Along these lines, I have attempted to discern which outward physical manifestations advertise the precise shutoff of vital systems. The central nervous system often continues to fire synaptically well after the heart stops beating and vice versa. Even a high-school biology student can keep a pithed frog's heart beating for a substantial "postmortem" period through the use of stimulant drugs. Furthermore, brain death is not a discrete event, and this fact leads to confusion and uncertainty.

 

I have thus looked for other changes, specifically ocular and muscular alterations, that correlate with our best judgment of thanatological progress. I have sat at the bedside of numerous premortem patients, gazing into their eyes and studying minute movements of their faces. Though this research is in the formative stage, I am encouraged by what appears to be a dual manifestation of cardiac and neurological shutoff typified by simultaneous twitchlike movement of the eyes combined with a measurable slackening of the lips. In some patients, I have also discerned an audible noise that appears to manifest sublaryngitically— perhaps the "death rattle" commonly cited in popular fiction. However, this does not occur in all patients and is best dispensed with in favor of the aforementioned ocular-muscular phenomenon I label the "lights-out" syndrome. I suggest that this event be studied in great detail for its potential in serving as a simple yet precise indicator of cellular surrender.

 

Interns back then worked hundred-hour weeks. This intern had found the time to indulge his extracurricular interest.

 

Sitting and staring into the eyes of the dying, trying to capture the precise moment.

 

My hunch about his intentions, confirmed. Early in the game, Mate's obsession had been with the minutiae of death, not the quality of life.

 

No comments from the Swedish journal editor. I wondered how Mate's side activities had been received at Oxford Hill Hospital.

 

Leaving the reading room, I found a pay phone in the hallway, got Oakland Information and asked for the number. No listing.

 

Returning to the computers, I looked up the call number of the Joint Commission on Accreditation of Healthcare Organizations rosters, found the bound volumes in the stacks, and beginning with the year of Mate's internship looked up Oxford Hill. In business and accredited fully. Same for the following five years, then nothing.

 

The place had been legitimate, but it had closed down. Good luck finding someone who remembered the middle-aged intern with the ghoulish hobby.

 

What use was there excavating Mate's past, anyway?

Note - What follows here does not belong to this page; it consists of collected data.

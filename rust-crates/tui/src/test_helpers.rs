//! Scripted in-memory [`GameContract`] for controller and end-to-end tests.

use crate::game_client::{
    GameContract,
    Receipt,
};
use color_eyre::eyre::{
    Result,
    eyre,
};
use flip_abi::{
    Address,
    ContractWrite,
    GameStats,
    Log,
    RoundRecord,
    SessionRecord,
    TxHash,
    U256,
    Wei,
    test_helpers::{
        ONE_MILLI_ETHER,
        milli_ether,
        tx_hash,
    },
};
use std::{
    collections::VecDeque,
    sync::{
        Arc,
        Mutex,
        MutexGuard,
        PoisonError,
    },
    time::Duration,
};
use tokio::time;

pub type ChainEffect = Box<dyn FnOnce(&mut FakeChain) + Send>;

/// How the fake resolves the next `wait_for_receipt`.
pub enum ReceiptOutcome {
    Included {
        success: bool,
        logs: Vec<Log>,
        effect: Option<ChainEffect>,
    },
    Failed(String),
}

impl ReceiptOutcome {
    pub fn success() -> Self {
        ReceiptOutcome::Included {
            success: true,
            logs: Vec::new(),
            effect: None,
        }
    }

    /// Successful inclusion that also moves the fake chain forward before
    /// anything can observe the receipt.
    pub fn success_then(effect: impl FnOnce(&mut FakeChain) + Send + 'static) -> Self {
        ReceiptOutcome::Included {
            success: true,
            logs: Vec::new(),
            effect: Some(Box::new(effect)),
        }
    }

    pub fn with_logs(logs: Vec<Log>) -> Self {
        ReceiptOutcome::Included {
            success: true,
            logs,
            effect: None,
        }
    }

    pub fn reverted() -> Self {
        ReceiptOutcome::Included {
            success: false,
            logs: Vec::new(),
            effect: None,
        }
    }

    /// Reverted inclusion whose replay at the receipt's block is rejected
    /// with `message`.
    pub fn reverted_with(message: impl Into<String>) -> Self {
        let message = message.into();
        ReceiptOutcome::Included {
            success: false,
            logs: Vec::new(),
            effect: Some(Box::new(move |chain| chain.replay_error = Some(message))),
        }
    }
}

pub struct FakeChain {
    pub contract: Address,
    pub account: Option<Address>,
    pub session: Option<SessionRecord>,
    pub scripted_sessions: VecDeque<SessionRecord>,
    pub round: RoundRecord,
    pub unclaimed_prize: Wei,
    pub balance: Wei,
    pub buyback: Wei,
    pub min_entry: Wei,
    pub stats: GameStats,
    pub fail_reads: Option<String>,
    /// `Err(message)` makes the wallet refuse the next submission.
    pub submit_outcomes: VecDeque<Result<(), String>>,
    pub receipt_outcomes: VecDeque<ReceiptOutcome>,
    pub submit_delay: Duration,
    pub receipt_delay: Duration,
    pub writes: Vec<(Address, ContractWrite)>,
    /// Rejection message returned by the next revert replay.
    pub replay_error: Option<String>,
    pub replays: Vec<(ContractWrite, u64)>,
    pub session_reads: usize,
    pub round_reads: usize,
    pub prize_reads: usize,
    pub balance_reads: usize,
    next_hash: u8,
}

impl Default for FakeChain {
    fn default() -> Self {
        Self {
            contract: Address::repeat_byte(0x11),
            account: None,
            session: None,
            scripted_sessions: VecDeque::new(),
            round: RoundRecord::default(),
            unclaimed_prize: U256::ZERO,
            balance: milli_ether(100),
            buyback: U256::ZERO,
            min_entry: ONE_MILLI_ETHER,
            stats: GameStats::default(),
            fail_reads: None,
            submit_outcomes: VecDeque::new(),
            receipt_outcomes: VecDeque::new(),
            submit_delay: Duration::from_millis(100),
            receipt_delay: Duration::from_millis(500),
            writes: Vec::new(),
            replay_error: None,
            replays: Vec::new(),
            session_reads: 0,
            round_reads: 0,
            prize_reads: 0,
            balance_reads: 0,
            next_hash: 1,
        }
    }
}

impl FakeChain {
    fn read_guard(&self) -> Result<()> {
        match &self.fail_reads {
            Some(message) => Err(eyre!(message.clone())),
            None => Ok(()),
        }
    }
}

#[derive(Clone, Default)]
pub struct FakeGameContract {
    state: Arc<Mutex<FakeChain>>,
}

impl FakeGameContract {
    pub fn new() -> Self {
        Self::default()
    }

    pub fn connected(account: Address) -> Self {
        let fake = Self::default();
        fake.with(|chain| chain.account = Some(account));
        fake
    }

    fn lock(&self) -> MutexGuard<'_, FakeChain> {
        self.state.lock().unwrap_or_else(PoisonError::into_inner)
    }

    pub fn with<R>(&self, f: impl FnOnce(&mut FakeChain) -> R) -> R {
        f(&mut self.lock())
    }

    /// Sessions returned by upcoming `session` reads, in order. Each one also
    /// becomes the chain's current session.
    pub fn queue_session_reads(&self, sessions: impl IntoIterator<Item = SessionRecord>) {
        self.lock().scripted_sessions.extend(sessions);
    }

    pub fn queue_receipt(&self, outcome: ReceiptOutcome) {
        self.lock().receipt_outcomes.push_back(outcome);
    }

    pub fn reject_next_submit(&self, message: impl Into<String>) {
        self.lock().submit_outcomes.push_back(Err(message.into()));
    }

    pub fn writes(&self) -> Vec<ContractWrite> {
        self.lock().writes.iter().map(|(_, write)| *write).collect()
    }
}

impl GameContract for FakeGameContract {
    fn contract_address(&self) -> Address {
        self.lock().contract
    }

    async fn connected_account(&self) -> Result<Option<Address>> {
        Ok(self.lock().account)
    }

    async fn session(&self, player: Address) -> Result<SessionRecord> {
        let mut chain = self.lock();
        chain.read_guard()?;
        chain.session_reads += 1;
        if let Some(next) = chain.scripted_sessions.pop_front() {
            chain.session = Some(next);
        }
        Ok(chain
            .session
            .clone()
            .unwrap_or_else(|| SessionRecord::empty(player)))
    }

    async fn current_round(&self) -> Result<RoundRecord> {
        let mut chain = self.lock();
        chain.read_guard()?;
        chain.round_reads += 1;
        Ok(chain.round.clone())
    }

    async fn unclaimed_prize(&self, _player: Address) -> Result<Wei> {
        let mut chain = self.lock();
        chain.read_guard()?;
        chain.prize_reads += 1;
        Ok(chain.unclaimed_prize)
    }

    async fn buyback_accumulator(&self) -> Result<Wei> {
        let chain = self.lock();
        chain.read_guard()?;
        Ok(chain.buyback)
    }

    async fn min_entry(&self) -> Result<Wei> {
        let chain = self.lock();
        chain.read_guard()?;
        Ok(chain.min_entry)
    }

    async fn stats(&self) -> Result<GameStats> {
        let chain = self.lock();
        chain.read_guard()?;
        Ok(chain.stats.clone())
    }

    async fn balance(&self, _account: Address) -> Result<Wei> {
        let mut chain = self.lock();
        chain.read_guard()?;
        chain.balance_reads += 1;
        Ok(chain.balance)
    }

    async fn submit(&self, from: Address, write: ContractWrite) -> Result<TxHash> {
        let delay = self.lock().submit_delay;
        time::sleep(delay).await;
        let mut chain = self.lock();
        if let Some(Err(message)) = chain.submit_outcomes.pop_front() {
            return Err(eyre!(message));
        }
        chain.writes.push((from, write));
        let hash = tx_hash(chain.next_hash);
        chain.next_hash = chain.next_hash.wrapping_add(1);
        Ok(hash)
    }

    async fn wait_for_receipt(&self, hash: TxHash) -> Result<Receipt> {
        let delay = self.lock().receipt_delay;
        time::sleep(delay).await;
        let mut chain = self.lock();
        let outcome = chain
            .receipt_outcomes
            .pop_front()
            .unwrap_or_else(ReceiptOutcome::success);
        match outcome {
            ReceiptOutcome::Included {
                success,
                logs,
                effect,
            } => {
                if let Some(effect) = effect {
                    effect(&mut chain);
                }
                Ok(Receipt {
                    hash,
                    success,
                    block_number: 1,
                    logs,
                })
            }
            ReceiptOutcome::Failed(message) => Err(eyre!(message)),
        }
    }

    async fn revert_reason(
        &self,
        _from: Address,
        write: ContractWrite,
        block: u64,
    ) -> Result<Option<String>> {
        let mut chain = self.lock();
        chain.replays.push((write, block));
        Ok(chain.replay_error.take())
    }
}
//! Derives the discrete game screen and the set of valid player actions
//! from cached chain state and the four transaction trackers.

use crate::transaction::{
    TxKind,
    Transactions,
};
use flip_abi::{
    Address,
    FlipResult,
    GameStats,
    RoundRecord,
    SessionRecord,
    Wei,
};

#[derive(Clone, Copy, Debug, PartialEq, Eq)]
pub enum Screen {
    AwaitingConnection,
    Entry,
    AwaitingRandomness,
    ReadyToFlip,
}

#[derive(Clone, Copy, Debug, PartialEq, Eq)]
pub enum Action {
    EnterGame,
    Flip { heads: bool },
    CashOut,
    ClaimPrize,
}

impl Action {
    pub const ALL: [Action; 5] = [
        Action::EnterGame,
        Action::Flip { heads: true },
        Action::Flip { heads: false },
        Action::CashOut,
        Action::ClaimPrize,
    ];

    pub fn kind(self) -> TxKind {
        match self {
            Action::EnterGame => TxKind::EnterGame,
            Action::Flip { .. } => TxKind::Flip,
            Action::CashOut => TxKind::CashOut,
            Action::ClaimPrize => TxKind::ClaimPrize,
        }
    }
}

/// Identity of one session; a new entry by the same player yields a new key.
#[derive(Clone, Copy, Debug, PartialEq, Eq, Hash)]
pub struct SessionKey {
    pub player: Address,
    pub round_id: u64,
    pub start_time: u64,
}

impl SessionKey {
    pub fn of(session: &SessionRecord) -> Self {
        Self {
            player: session.player,
            round_id: session.round_id,
            start_time: session.start_time,
        }
    }
}

/// Client-side cache of remote state. `None` means "not read yet".
#[derive(Clone, Debug, Default, PartialEq, Eq)]
pub struct ChainState {
    pub account: Option<Address>,
    pub session: Option<SessionRecord>,
    pub round: Option<RoundRecord>,
    pub unclaimed_prize: Option<Wei>,
    pub balance: Option<Wei>,
    pub buyback: Option<Wei>,
    pub stats: Option<GameStats>,
    pub min_entry: Option<Wei>,
}

impl ChainState {
    pub fn connected(&self) -> bool {
        self.account.is_some()
    }
}

/// The side the player last called and, once the receipt arrives, how it
/// landed.
#[derive(Clone, Debug, PartialEq, Eq)]
pub struct LastCall {
    pub heads: bool,
    pub outcome: Option<FlipResult>,
}

#[derive(Clone, Debug, Default)]
pub struct GameViewModel {
    chain: ChainState,
    txs: Transactions,
    celebration: Option<u64>,
    celebration_generation: u64,
    last_call: Option<LastCall>,
}

impl GameViewModel {
    pub fn new() -> Self {
        Self::default()
    }

    pub fn chain(&self) -> &ChainState {
        &self.chain
    }

    pub fn chain_mut(&mut self) -> &mut ChainState {
        &mut self.chain
    }

    /// Switching accounts drops everything cached for the previous one.
    pub fn set_account(&mut self, account: Option<Address>) {
        if self.chain.account != account {
            let round = self.chain.round.take();
            let buyback = self.chain.buyback.take();
            let stats = self.chain.stats.take();
            let min_entry = self.chain.min_entry.take();
            self.chain = ChainState {
                account,
                round,
                buyback,
                stats,
                min_entry,
                ..ChainState::default()
            };
            self.last_call = None;
        }
    }

    pub fn transactions(&self) -> &Transactions {
        &self.txs
    }

    pub fn transactions_mut(&mut self) -> &mut Transactions {
        &mut self.txs
    }

    /// First match wins: connection, then session activity, then seed
    /// readiness.
    pub fn screen(&self) -> Screen {
        if !self.chain.connected() {
            return Screen::AwaitingConnection;
        }
        match &self.chain.session {
            Some(session) if session.active && !session.seed_ready => {
                Screen::AwaitingRandomness
            }
            Some(session) if session.active => Screen::ReadyToFlip,
            _ => Screen::Entry,
        }
    }

    pub fn streak(&self) -> u64 {
        self.chain
            .session
            .as_ref()
            .filter(|s| s.active)
            .map(|s| s.streak)
            .unwrap_or_default()
    }

    /// Shown regardless of screen whenever the connected account has
    /// something to claim.
    pub fn claim_available(&self) -> bool {
        self.chain.connected() && !self.chain.unclaimed_prize.unwrap_or_default().is_zero()
    }

    pub fn is_enabled(&self, action: Action) -> bool {
        let screen = self.screen();
        match action {
            Action::EnterGame => {
                screen == Screen::Entry
                    && !self.txs.get(TxKind::EnterGame).status().in_flight()
            }
            Action::Flip { .. } => {
                screen == Screen::ReadyToFlip && !self.txs.any_in_flight()
            }
            Action::CashOut => {
                screen == Screen::ReadyToFlip
                    && self.streak() > 0
                    && !self.txs.any_in_flight()
            }
            Action::ClaimPrize => {
                self.claim_available()
                    && !self.txs.get(TxKind::ClaimPrize).status().in_flight()
            }
        }
    }

    pub fn enabled_actions(&self) -> Vec<Action> {
        Action::ALL
            .into_iter()
            .filter(|action| self.is_enabled(*action))
            .collect()
    }

    /// The session whose seed readiness must be polled, if any.
    pub fn awaiting_randomness_for(&self) -> Option<SessionKey> {
        match self.screen() {
            Screen::AwaitingRandomness => self.chain.session.as_ref().map(SessionKey::of),
            _ => None,
        }
    }

    pub fn show_celebration(&mut self) -> u64 {
        self.celebration_generation += 1;
        self.celebration = Some(self.celebration_generation);
        self.celebration_generation
    }

    pub fn hide_celebration(&mut self, generation: u64) -> bool {
        if self.celebration == Some(generation) {
            self.celebration = None;
            true
        } else {
            false
        }
    }

    pub fn celebrating(&self) -> bool {
        self.celebration.is_some()
    }

    pub fn record_call(&mut self, heads: bool) {
        self.last_call = Some(LastCall {
            heads,
            outcome: None,
        });
    }

    pub fn record_flip_result(&mut self, result: FlipResult) {
        self.last_call = Some(LastCall {
            heads: result.choice_heads,
            outcome: Some(result),
        });
    }

    pub fn last_call(&self) -> Option<&LastCall> {
        self.last_call.as_ref()
    }
}
/// Formats seconds as `H:MM:SS`, or `M:SS` under an hour. Fractions of a
/// second are dropped; negative and non-finite input reads as zero.
pub fn format_duration(seconds: f64) -> String {
    let total = whole_seconds(seconds);
    let hours = total / 3600;
    let minutes = (total % 3600) / 60;
    let secs = total % 60;
    if hours > 0 {
        format!("{}:{:02}:{:02}", hours, minutes, secs)
    } else {
        format!("{}:{:02}", minutes, secs)
    }
}

/// ISO 8601 duration (`P42S`), used as hover text next to the clock.
pub fn iso_duration(seconds: f64) -> String {
    let rounded = if seconds.is_finite() && seconds > 0.0 {
        seconds.round() as u64
    } else {
        0
    };
    format!("P{}S", rounded)
}

fn whole_seconds(seconds: f64) -> u64 {
    if seconds.is_finite() && seconds > 0.0 {
        seconds.floor() as u64
    } else {
        0
    }
}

He'd become the victim, and it was the butcher I needed to understand, not the slab of meat in the back of the rented van.

 

I left the library and drove to the West L.A. station.

 

• • •

 

When I pulled up, Milo was standing in front with two men in their late twenties. Both wore gray sport coats and dark slacks and held notepads against their thighs. Both were tall as Milo, each was forty pounds lighter. Neither looked happy.

 

The man to the left had a puffy face, squashed features and wheat-colored blow-dried hair. The other D-I was dark, balding, bespectacled.

 

Milo said something to them and they returned inside.

 

"Your little elves?" I said, when he came over.